START EXERCISE INPUTS

use super::*;
use crate::helpers::utils::random::EchoRandom;

#[test]
fn can_produce_values_in_range() {
    let random = DefaultRandom::default();

    (0..1000).for_each(|_| {
        let value = random.uniform_real(-5., 5.);
        assert!((-5. ..5.).contains(&value));
    });
}

#[test]
fn can_return_min_for_empty_range() {
    let random = DefaultRandom::default();

    assert_eq!(random.uniform_real(2., 2.), 2.);
}

#[test]
fn can_sample_range_narrower_than_epsilon() {
    let random = DefaultRandom::new_repeatable(0);

    let values = (0..100).map(|_| random.uniform_real(-1E-17, 1E-17)).collect::<Vec<_>>();

    assert!(values.iter().all(|value| (-1E-17..1E-17).contains(value)));
    assert!(values.iter().any(|&value| value != -1E-17));
}

#[test]
fn can_repeat_sequence_with_same_seed() {
    let first = DefaultRandom::new_repeatable(42);
    let second = DefaultRandom::new_repeatable(42);
    let third = DefaultRandom::new_repeatable(43);

    let first = (0..100).map(|_| first.uniform_real(0., 1.)).collect::<Vec<_>>();
    let second = (0..100).map(|_| second.uniform_real(0., 1.)).collect::<Vec<_>>();
    let third = (0..100).map(|_| third.uniform_real(0., 1.)).collect::<Vec<_>>();

    assert_eq!(first, second);
    assert_ne!(first, third);
}

parameterized_test! {can_detect_hit, (probability, expected), {
    can_detect_hit_impl(probability, expected);
}}

can_detect_hit! {
    case01_never: (0., false),
    case02_negative: (-0.5, false),
    case03_always: (1., true),
    case04_above_one: (1.5, true),
}

fn can_detect_hit_impl(probability: f64, expected: bool) {
    let random = DefaultRandom::new_repeatable(0);

    assert!((0..1000).all(|_| random.is_hit(probability) == expected));
}

#[test]
fn can_compare_hit_against_single_draw() {
    assert!(EchoRandom::new(true).is_hit(0.001));
    assert!(!EchoRandom::new(false).is_hit(0.999));
    assert!(!EchoRandom::new(true).is_hit(0.));
}
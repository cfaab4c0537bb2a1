//! This module contains the optimization loop and its building blocks.

mod config;
pub use self::config::*;

mod flies;
pub use self::flies::*;

mod telemetry;
pub use self::telemetry::*;

mod update;
pub(crate) use self::update::{UpdateContext, update_population};
pub use self::update::{UpdateMode, UpdateStats};
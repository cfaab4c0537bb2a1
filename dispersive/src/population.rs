//! This module contains the swarm state: flies positions and their fitness values.

#[cfg(test)]
#[path = "../tests/unit/population_test.rs"]
mod population_test;

use crate::objectives::FitnessFn;
use crate::utils::{Random, compare_floats};
use std::ops::Deref;

/// Keeps positions of flies together with a parallel array of their fitness values.
///
/// Positions and fitness values correspond to each other only right after `evaluate` is called:
/// the optimizer overwrites positions in place afterwards.
pub struct Population {
    positions: Vec<Vec<f64>>,
    fitness: Vec<f64>,
    bound: f64,
}

impl Population {
    /// Creates a population of `num_flies` individuals with `dim` coordinates each, every coordinate
    /// is drawn independently from the uniform distribution over `[-bound, bound]`.
    /// Draws are taken individual by individual, coordinate by coordinate.
    pub fn initialize(num_flies: usize, dim: usize, bound: f64, random: &dyn Random) -> Self {
        let positions = (0..num_flies)
            .map(|_| (0..dim).map(|_| random.uniform_real(-bound, bound)).collect::<Vec<_>>())
            .collect::<Vec<_>>();

        Self { positions, fitness: vec![f64::INFINITY; num_flies], bound }
    }

    /// Recalculates fitness of every individual.
    pub fn evaluate(&mut self, objective: &FitnessFn) {
        self.positions.iter().zip(self.fitness.iter_mut()).for_each(|(individual, fitness)| {
            *fitness = objective.deref()(individual.as_slice());
        });
    }

    /// Returns index of the individual with the lowest fitness: the first one wins ties and NaN
    /// fitness is never preferred over a number.
    pub fn best_index(&self) -> usize {
        self.fitness.iter().enumerate().min_by(|(_, a), (_, b)| compare_floats(**a, **b)).map_or(0, |(idx, _)| idx)
    }

    /// Returns indices of left and right neighbours in the ring topology.
    pub fn neighbours(&self, idx: usize) -> (usize, usize) {
        let size = self.size();

        ((idx + size - 1) % size, (idx + 1) % size)
    }

    /// Returns amount of individuals.
    pub fn size(&self) -> usize {
        self.positions.len()
    }

    /// Returns half-width of the search space.
    pub fn bound(&self) -> f64 {
        self.bound
    }

    /// Returns positions of all individuals.
    pub fn positions(&self) -> &[Vec<f64>] {
        self.positions.as_slice()
    }

    /// Returns fitness values as they were calculated by the last evaluation.
    pub fn fitness(&self) -> &[f64] {
        self.fitness.as_slice()
    }

    /// Returns coordinates of the individual with given index.
    pub fn individual(&self, idx: usize) -> &[f64] {
        self.positions[idx].as_slice()
    }

    /// Checks whether every coordinate of every individual lies within `[-bound, bound]`.
    pub fn is_in_bounds(&self) -> bool {
        self.positions.iter().flatten().all(|&value| (-self.bound..=self.bound).contains(&value))
    }

    /// Projects every individual on the plane formed by two dimensions. A missing dimension is
    /// projected to zero.
    pub fn projection(&self, x_dim: usize, y_dim: usize) -> Vec<(f64, f64)> {
        self.positions
            .iter()
            .map(|individual| {
                (individual.get(x_dim).copied().unwrap_or_default(), individual.get(y_dim).copied().unwrap_or_default())
            })
            .collect()
    }

    pub(crate) fn individual_mut(&mut self, idx: usize) -> &mut [f64] {
        self.positions[idx].as_mut_slice()
    }
}
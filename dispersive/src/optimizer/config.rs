#[cfg(test)]
#[path = "../../tests/unit/optimizer/config_test.rs"]
mod config_test;

use crate::optimizer::{TelemetryMode, UpdateMode};
use crate::utils::{DfoError, DfoResult};

/// The largest half-width for which the search space width `2 * bound` stays finite.
const MAX_BOUND: f64 = f64::MAX / 2.;

/// A configuration which controls optimizer execution. It stays immutable during the run.
///
/// `delta` is expected within `[0, 1]`: values below zero never trigger disturbance, values
/// above one always trigger it.
#[derive(Clone)]
pub struct DfoConfig {
    /// Population size.
    pub num_flies: usize,
    /// Half-width of the search space, symmetric around zero in every dimension.
    pub bound: f64,
    /// Amount of coordinates of each individual.
    pub dim: usize,
    /// Probability of disturbance per coordinate.
    pub delta: f64,
    /// Amount of optimization rounds.
    pub max_iter: usize,
    /// Specifies how neighbours are observed during update.
    pub update_mode: UpdateMode,
    /// Telemetry mode. Per-round reporting is opt-in: the default mode neither logs nor tracks rounds.
    pub telemetry: TelemetryMode,
}

impl DfoConfig {
    /// Checks that search space and population are well defined.
    pub fn validate(&self) -> DfoResult<()> {
        if self.dim < 1 {
            return Err(DfoError::InvalidConfiguration(format!("dim must be at least 1, got {}", self.dim)));
        }

        if !(self.bound.is_finite() && self.bound > 0.) {
            return Err(DfoError::InvalidConfiguration(format!(
                "bound must be positive and finite, got {}",
                self.bound
            )));
        }

        if self.bound > MAX_BOUND {
            return Err(DfoError::InvalidConfiguration(format!(
                "bound must not exceed half of f64::MAX, got {:e}",
                self.bound
            )));
        }

        if self.num_flies < 1 {
            return Err(DfoError::InvalidConfiguration(format!(
                "num_flies must be at least 1, got {}",
                self.num_flies
            )));
        }

        Ok(())
    }

    /// Checks whether ring neighbours can coincide with each other or with the individual itself.
    pub fn has_degenerate_topology(&self) -> bool {
        self.num_flies < 3
    }
}

impl Default for DfoConfig {
    fn default() -> Self {
        Self {
            num_flies: 50,
            bound: 5.,
            dim: 2,
            delta: 0.001,
            max_iter: 200,
            update_mode: UpdateMode::default(),
            telemetry: TelemetryMode::default(),
        }
    }
}

/// Provides configurable way to build `DfoConfig` using fluent interface pattern.
#[derive(Default)]
pub struct DfoConfigBuilder {
    config: DfoConfig,
}

impl DfoConfigBuilder {
    /// Sets population size.
    pub fn with_num_flies(mut self, num_flies: usize) -> Self {
        self.config.num_flies = num_flies;
        self
    }

    /// Sets half-width of the search space.
    pub fn with_bound(mut self, bound: f64) -> Self {
        self.config.bound = bound;
        self
    }

    /// Sets dimension of the search space.
    pub fn with_dim(mut self, dim: usize) -> Self {
        self.config.dim = dim;
        self
    }

    /// Sets disturbance threshold.
    pub fn with_delta(mut self, delta: f64) -> Self {
        self.config.delta = delta;
        self
    }

    /// Sets amount of optimization rounds.
    pub fn with_max_iter(mut self, max_iter: usize) -> Self {
        self.config.max_iter = max_iter;
        self
    }

    /// Sets update mode.
    pub fn with_update_mode(mut self, update_mode: UpdateMode) -> Self {
        self.config.update_mode = update_mode;
        self
    }

    /// Sets telemetry mode.
    pub fn with_telemetry(mut self, telemetry: TelemetryMode) -> Self {
        self.config.telemetry = telemetry;
        self
    }

    /// Builds and validates the configuration.
    pub fn build(self) -> DfoResult<DfoConfig> {
        self.config.validate()?;

        Ok(self.config)
    }
}
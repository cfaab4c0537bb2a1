#[cfg(test)]
#[path = "../../tests/unit/plots/draw_population_test.rs"]
mod draw_population_test;

use super::*;
use dispersive::prelude::compare_floats_refs;
use itertools::{Itertools, MinMaxResult};
use std::ops::Range;

/// Draws population as a square chart with one filled circle per individual.
pub fn draw_population<B>(area: &DrawingArea<B, Shift>, config: &PopulationDrawConfig) -> DrawResult<()>
where
    B: DrawingBackend,
    B::ErrorType: 'static,
{
    let range = get_axis_range(config);

    let mut chart = ChartBuilder::on(area).margin(10).build_cartesian_2d(range.clone(), range.clone())?;

    chart.draw_series(std::iter::once(Rectangle::new([(range.start, range.start), (range.end, range.end)], BLACK)))?;

    config.series.iter().try_for_each(|series| {
        chart.draw_series(
            series.points.iter().map(|&(x, y)| Circle::new((x, y), config.point_size, series.color.filled())),
        )?;

        Ok::<_, Box<dyn std::error::Error>>(())
    })?;

    Ok(())
}

/// Returns symmetric axis range which covers the search space and all points.
pub(crate) fn get_axis_range(config: &PopulationDrawConfig) -> Range<f64> {
    let extent = match config
        .series
        .iter()
        .flat_map(|series| series.points.iter())
        .flat_map(|&(x, y)| [x.abs(), y.abs()])
        .filter(|value| value.is_finite())
        .minmax_by(compare_floats_refs)
    {
        MinMaxResult::OneElement(value) => value,
        MinMaxResult::MinMax(_, max) => max,
        MinMaxResult::NoElements => 0.,
    };

    let half_width = extent.max(config.bound);

    -half_width..half_width
}
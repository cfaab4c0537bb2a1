#[cfg(test)]
#[path = "../../tests/unit/utils/comparison_test.rs"]
mod comparison_test;

use std::cmp::Ordering;

macro_rules! compare_float_types {
    ($fn_name_: ident, $type_: ty) => {
        /// Compares floating point numbers, NaN is considered greater than any other value.
        #[inline]
        pub fn $fn_name_(a: $type_, b: $type_) -> Ordering {
            match a.partial_cmp(&b) {
                Some(ordering) => ordering,
                None => match (a.is_nan(), b.is_nan()) {
                    (true, false) => Ordering::Greater,
                    (false, true) => Ordering::Less,
                    _ => Ordering::Equal,
                },
            }
        }
    };
}

compare_float_types! { compare_floats, f64}
compare_float_types! { compare_floats_refs, &f64}
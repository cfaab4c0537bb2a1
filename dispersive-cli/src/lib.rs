//! A crate for running Dispersive Flies Optimization from command line.
//!
//! It provides a JSON configuration format for the optimizer and serializes the optimization
//! result together with optional metrics.

#![warn(missing_docs)]

pub mod extensions;
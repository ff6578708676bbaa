//! cfg-lab is a small educational context-free grammar toolset.
//!
//! A [`Grammar`] holds declared terminal and non-terminal symbol sets, a
//! start symbol and a production table. It can check whether a string is
//! composed only of terminal characters and can generate random sentences
//! by recursive expansion, with a configurable depth bound so recursive
//! grammars fail cleanly instead of overflowing the stack.
//!
//! The [`paths`] module carries the companion demonstration: textbook
//! Dijkstra shortest paths over a weighted directed graph.
//!
//! # Example
//!
//! ```rust
//! use cfg_lab::GrammarBuilder;
//!
//! // The language a*b
//! let grammar = GrammarBuilder::new("S")
//!     .non_terminals(&["S"])
//!     .terminals(&["a", "b"])
//!     .productions("S", &["aS", "b"])
//!     .build();
//!
//! assert!(grammar.is_terminal_string("aab"));
//! assert!(!grammar.is_terminal_string("aB"));
//!
//! let sentence = grammar.generate().unwrap();
//! assert!(sentence.ends_with('b'));
//! ```

pub mod grammar;
pub mod paths;
pub mod utils;

pub use grammar::{EPSILON, END_SENTINEL, Grammar, GrammarBuilder, GrammarConfig};
pub use paths::{Graph, INFINITY, shortest_path};
pub use utils::{GrammarError, GraphError, GraphResult, Result};
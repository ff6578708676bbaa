use cfg_lab::paths::{self, Graph};
use std::error::Error;

/// Shortest-path demonstration on the textbook four-node graph.
fn main() -> Result<(), Box<dyn Error>> {
    let mut graph = Graph::new();
    graph
        .add_edge("A", "B", 1)
        .add_edge("A", "C", 4)
        .add_edge("B", "A", 1)
        .add_edge("B", "C", 2)
        .add_edge("B", "D", 5)
        .add_edge("C", "A", 4)
        .add_edge("C", "B", 2)
        .add_edge("C", "D", 1)
        .add_edge("D", "B", 5)
        .add_edge("D", "C", 1);

    let (distance, path) = paths::shortest_path(&graph, "A", "D");
    println!("The shortest distance from A to D is {}.", distance);
    println!("The shortest path is: {}.", path.join(" -> "));

    // Unreachable destinations keep the infinity sentinel and a
    // single-node path.
    let (distance, path) = paths::shortest_path(&graph, "A", "Z");
    assert_eq!(distance, paths::INFINITY);
    println!("Z from A: unreachable, degenerate path {:?}", path);

    Ok(())
}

END EXERCISE INPUTS

YOUR OBJECTIVE> Your task is to set down only the lines that run from the opening of the listing to the line with "let first = DefaultRandom::new_repeatable(42);", both ends included, each unchanged.

RESPONSE TO THE TASK>
use super::*;
use crate::helpers::utils::random::EchoRandom;

#[test]
fn can_produce_values_in_range() {
    let random = DefaultRandom::default();

    (0..1000).for_each(|_| {
        let value = random.uniform_real(-5., 5.);
        assert!((-5. ..5.).contains(&value));
    });
}

#[test]
fn can_return_min_for_empty_range() {
    let random = DefaultRandom::default();

    assert_eq!(random.uniform_real(2., 2.), 2.);
}

#[test]
fn can_sample_range_narrower_than_epsilon() {
    let random = DefaultRandom::new_repeatable(0);

    let values = (0..100).map(|_| random.uniform_real(-1E-17, 1E-17)).collect::<Vec<_>>();

    assert!(values.iter().all(|value| (-1E-17..1E-17).contains(value)));
    assert!(values.iter().any(|&value| value != -1E-17));
}

#[test]
fn can_repeat_sequence_with_same_seed() {
    let first = DefaultRandom::new_repeatable(42);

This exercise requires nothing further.